Researchers and major companies have been working on new materials since 3D printing technology began to be used on a large scale, however many of the new materials are not compatible with existing equipment and require the acquisition of new printing equipment, which is not an easy burden for users. Researchers at the University of Freiburg in Germany, together with the start-up Glassomer, have developed a new polymer-based quartz glass material that is compatible with injection moulding techniques, enabling the production of complex glass components with previously impossible geometries at high throughput and compatible with existing injection moulding techniques.
New composite particles and injection moulded parts
For thousands of years, glass has been the material of choice for aesthetic, see-through parts. Today, the material is used to make everything from bottles and windows to high-tech telecommunications equipment. The moulding of glass components is mainly based on processes such as melting, grinding, etching and kiln casting, all of which are slow, energy intensive and severely limited in terms of geometric freedom.
Injection moulding, on the other hand, is the leading technology for the polymer industry. It is both fast and cost-effective and is ideally suited to mass production with a wide range of part types. According to the Freiburg research group, clear glass has not been compatible with high-speed injection moulding technology until now.
Forming transparent fused silica by injection moulding
The newly developed material is a special composite particle that the researchers have designed in-house and can be moulded at a low temperature of just 130°C. The material is also available in a liquid resin version, which is compatible with SLA-based 3D printing.

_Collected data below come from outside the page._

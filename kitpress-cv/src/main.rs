//! kitpress-cv - batch audio converter CLI
//!
//! Converts selected audio files to mono 48 kHz s16 WAV beside their
//! sources, or renumbers up to 10 of them into a kit folder. Conflicting
//! output names are resolved interactively on the terminal.

use anyhow::{bail, Result};
use clap::Parser;
use std::path::PathBuf;
use tokio_util::sync::CancellationToken;
use tracing::{error, info, warn};

use kitpress_common::config;
use kitpress_common::events::{ConvertEvent, EventBus};
use kitpress_cv::backend::DesktopBackend;
use kitpress_cv::conflict::{ConflictPrompt, StaticPrompt};
use kitpress_cv::kit::build_kit_plan;
use kitpress_cv::types::{is_audio_extension, ConflictDecision, ConversionOptions, FileItem};
use kitpress_cv::{BatchDriver, ConvertError, Session};

/// Command-line arguments for kitpress-cv
#[derive(Parser, Debug)]
#[command(name = "kitpress-cv")]
#[command(about = "Batch audio to sampler-ready WAV converter")]
#[command(version)]
struct Args {
    /// Audio files to convert
    #[arg(required = true)]
    inputs: Vec<PathBuf>,

    /// Apply loudness normalization (loudnorm I=-14:LRA=11:TP=-1.0)
    #[arg(long)]
    normalize: bool,

    /// Export the selection as a renumbered kit instead of plain conversion
    #[arg(long)]
    kit: bool,

    /// Directory the kit folder is created under (default: beside the first input)
    #[arg(long)]
    kit_base: Option<PathBuf>,

    /// Path to the ffmpeg executable
    #[arg(long)]
    ffmpeg: Option<String>,

    /// Non-interactive conflict policy instead of prompting
    #[arg(long, value_enum)]
    on_conflict: Option<ConflictPolicy>,

    /// Tracing filter directive (e.g. "info", "kitpress_cv=debug")
    #[arg(long)]
    log: Option<String>,
}

#[derive(Debug, Clone, Copy, clap::ValueEnum)]
enum ConflictPolicy {
    /// Overwrite each conflicting output
    Overwrite,
    /// Keep existing files, disambiguate new outputs
    Skip,
    /// Abort the batch on the first conflict
    Cancel,
}

impl ConflictPolicy {
    fn decision(self) -> ConflictDecision {
        match self {
            ConflictPolicy::Overwrite => ConflictDecision::OverwriteAll,
            ConflictPolicy::Skip => ConflictDecision::Skip,
            ConflictPolicy::Cancel => ConflictDecision::Cancel,
        }
    }
}

/// Prompt surface reading one decision per conflict from the terminal
struct TerminalPrompt;

#[async_trait::async_trait]
impl ConflictPrompt for TerminalPrompt {
    async fn ask(&self, file_name: &str) -> kitpress_cv::ConvertResult<ConflictDecision> {
        let name = file_name.to_string();
        let decision = tokio::task::spawn_blocking(move || loop {
            eprintln!(
                "{} already exists. [o]verwrite, overwrite [a]ll, [s]kip, [c]ancel?",
                name
            );
            let mut line = String::new();
            if std::io::stdin().read_line(&mut line).is_err() {
                return ConflictDecision::Cancel;
            }
            match line.trim().to_lowercase().as_str() {
                "o" | "overwrite" => return ConflictDecision::OverwriteCurrent,
                "a" | "all" => return ConflictDecision::OverwriteAll,
                "s" | "skip" => return ConflictDecision::Skip,
                "c" | "cancel" | "" => return ConflictDecision::Cancel,
                _ => continue,
            }
        })
        .await
        .map_err(|e| {
            ConvertError::Common(kitpress_common::Error::Internal(format!(
                "prompt task failed: {}",
                e
            )))
        })?;
        Ok(decision)
    }
}

#[tokio::main]
async fn main() -> Result<()> {
    let args = Args::parse();

    let config = match config::load_config() {
        Ok(config) => config,
        Err(e) => {
            eprintln!("{}", e);
            std::process::exit(1);
        }
    };

    // Initialize tracing before anything else
    let filter = config::resolve_log_filter(args.log.as_deref(), &config);
    tracing_subscriber::fmt()
        .with_env_filter(tracing_subscriber::EnvFilter::new(filter))
        .init();

    info!("Starting kitpress-cv v{}", env!("CARGO_PKG_VERSION"));

    // Build the selection, rejecting non-audio inputs and duplicates
    let mut session = Session::new();
    for input in &args.inputs {
        let accepted = input
            .extension()
            .map(|ext| is_audio_extension(&ext.to_string_lossy()))
            .unwrap_or(false);
        if !accepted {
            warn!(file = %input.display(), "Skipping non-audio input");
            continue;
        }
        if !session.selection.insert(FileItem::from_path(input)) {
            warn!(file = %input.display(), "Already selected, skipping duplicate");
        }
    }
    if session.selection.is_empty() {
        bail!("No audio input files selected");
    }
    info!("{} file(s) selected", session.selection.len());

    // Locate the engine once per session
    let candidates = config::resolve_engine_candidates(args.ffmpeg.as_deref(), &config);
    let engine = match session.ensure_engine(&candidates).await {
        Ok(engine) => engine.clone(),
        Err(e) => {
            error!("{}", e);
            std::process::exit(1);
        }
    };

    let kit_base = args.kit_base.clone().or_else(|| {
        args.inputs
            .first()
            .and_then(|p| p.parent().map(PathBuf::from))
    });
    let mut backend = DesktopBackend::new(engine);
    if let Some(base) = kit_base {
        backend = backend.with_kit_base(base);
    }

    // Cancellation: Ctrl-C is observed at the next item boundary
    let cancel = CancellationToken::new();
    tokio::spawn({
        let cancel = cancel.clone();
        async move {
            if tokio::signal::ctrl_c().await.is_ok() {
                info!("Cancellation requested, stopping at the next file");
                cancel.cancel();
            }
        }
    });

    // Progress rendering from the event stream
    let events = EventBus::new(100);
    tokio::spawn({
        let mut rx = events.subscribe();
        async move {
            while let Ok(event) = rx.recv().await {
                if let ConvertEvent::ItemCompleted { index, total, .. } = event {
                    info!("Processing {}/{}", index + 1, total);
                }
            }
        }
    });

    let options = ConversionOptions::new(args.normalize);
    let mut driver = BatchDriver::new(backend, events).with_cancellation(cancel);

    let outcome = if args.kit {
        let plan = build_kit_plan(session.selection.items());
        if plan.blocked {
            if plan.warning.is_empty() {
                info!("Nothing selected.");
                return Ok(());
            }
            bail!("{}", plan.warning);
        }
        driver.run_kit(&plan, &options).await
    } else {
        let prompt: Box<dyn ConflictPrompt> = match args.on_conflict {
            Some(policy) => Box::new(StaticPrompt(policy.decision())),
            None => Box::new(TerminalPrompt),
        };
        driver
            .run(session.selection.items(), prompt.as_ref(), &options)
            .await
    };

    match outcome {
        Ok(result) => {
            info!(
                "All conversions finished. {} file(s) converted.",
                result.converted
            );
            Ok(())
        }
        Err(e) if e.is_cancelled() => {
            info!("Conversion cancelled.");
            Ok(())
        }
        Err(e) => {
            error!("Conversion stopped: {}", e);
            std::process::exit(1);
        }
    }
}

When injected into a 3D printed mould, the material is initially milky white, but can be converted to pure quartz glass through a heat treatment process. This can be done with much less energy than conventional glass melting and the moulded glass part has a high surface quality, thus completely eliminating the need for further polishing.
In order to make the current work possible, the research team had to solve existing problems relating to material porosity and particle wear. To make the technique more environmentally friendly, Rapp's team also used water as the base material.
Parts injection moulded using composite materials
Dr. Frederik Kotz, Head of the Glassomer Process Technology Laboratory Group and Chief Scientific Officer, said, "We were able to demonstrate that micro-optical glass coatings can increase the efficiency of solar cells. The technology can now be used to produce cost-effective high-tech coatings with high thermal stability and thus higher commercial potential."